Russell looked down at his hand and let go. “I can’t help myself, can I?” he said, his voice frustrated and angry. He shrugged now, as if he too had given up.
And, of course, he was right. They couldn’t help themselves. He’d continue to irritate her and she’d continue to provoke him. They’d push each other until they had nothing but aggravation between them. And so she’d ride, she told herself now, however the hell she wanted to. At the next intersection, against a red light but with no cars in sight, she sped through, glancing back at Russell’s terrified face so that she didn’t see the car until it struck her. She felt the incredible lightness of her body hurtling forward, the air sucked from her lungs, the impact against the hood, a thud so deep, so allencompassing, thrumming through her thighs, her torso, her ribs, her head, that it seemed to come from inside Evelyn. Her bike was gone, nowhere to be seen. A girl—the driver, perhaps—stood out of the car. “The light was green. The light was green. I didn’t see her,” she was saying. Russell, in his silly helmet, was galloping toward them and yelling, “Help us! Help us!” Evelyn stood up and saw flecks of blood and smudges of road tar on her hands. Her helmet—somehow it had come off—lay in the asphalt gutter. Very slowly she lowered herself back down to the street. People at a sidewalk café abandoned their tables, rushing toward her, and a man in a tank top—the words “Peace Despite Everything!” emblazoned over the chest—spoke loudly on his cell phone. Bending over her now, Russell said, “You’re OK. You’re OK,” and she knew, from the expression on his face, that she couldn’t have been.
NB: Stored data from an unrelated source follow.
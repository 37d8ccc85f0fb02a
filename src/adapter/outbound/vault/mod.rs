//! Vault REST API adapter.
//!
//! - [`client`] - `reqwest` implementation of [`VaultApi`](crate::port::VaultApi)
//! - [`dto`] - wire formats of the auth, query and bulk update endpoints
//! - [`settings`] - connection configuration

pub mod client;
pub mod dto;
pub mod settings;

pub use client::{resolve_next_page, VaultClient, BURST_LIMIT_HEADER, CLIENT_ID_HEADER};
pub use settings::{VaultConfig, VaultHttpConfig};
Evelyn was in the hallway of a hospital, ceiling tiles and rectangular fluorescent lights in their silver ice-cube trays above her. There was the sound of a child crying somewhere, and she was trying to remember how she’d gotten here and was able to piece together images of a fire truck, an ambulance, a man’s steel-toed boot, a woman with a pie-shaped face and a reassuring smile saying, “How are you, Evelyn? Can you move your fingers for us? Your legs? Good. That’s very good.” And now, in the hallway, a young male doctor asked her to count backwards from twenty and then to recite her home phone number and her address, and in the middle of this recitation Evelyn began to cry, tears taking her over, their force mysterious and irresistible. And then she understood why she was crying. “Russell,” she said. “Where is Russell?” Finally, pale-faced, his eyes frantic, he stood over her and took her hand. His thick hair was smashed and lopsided the way it got after he’d worn his bike helmet. “I’m here,” he said. “Right here.”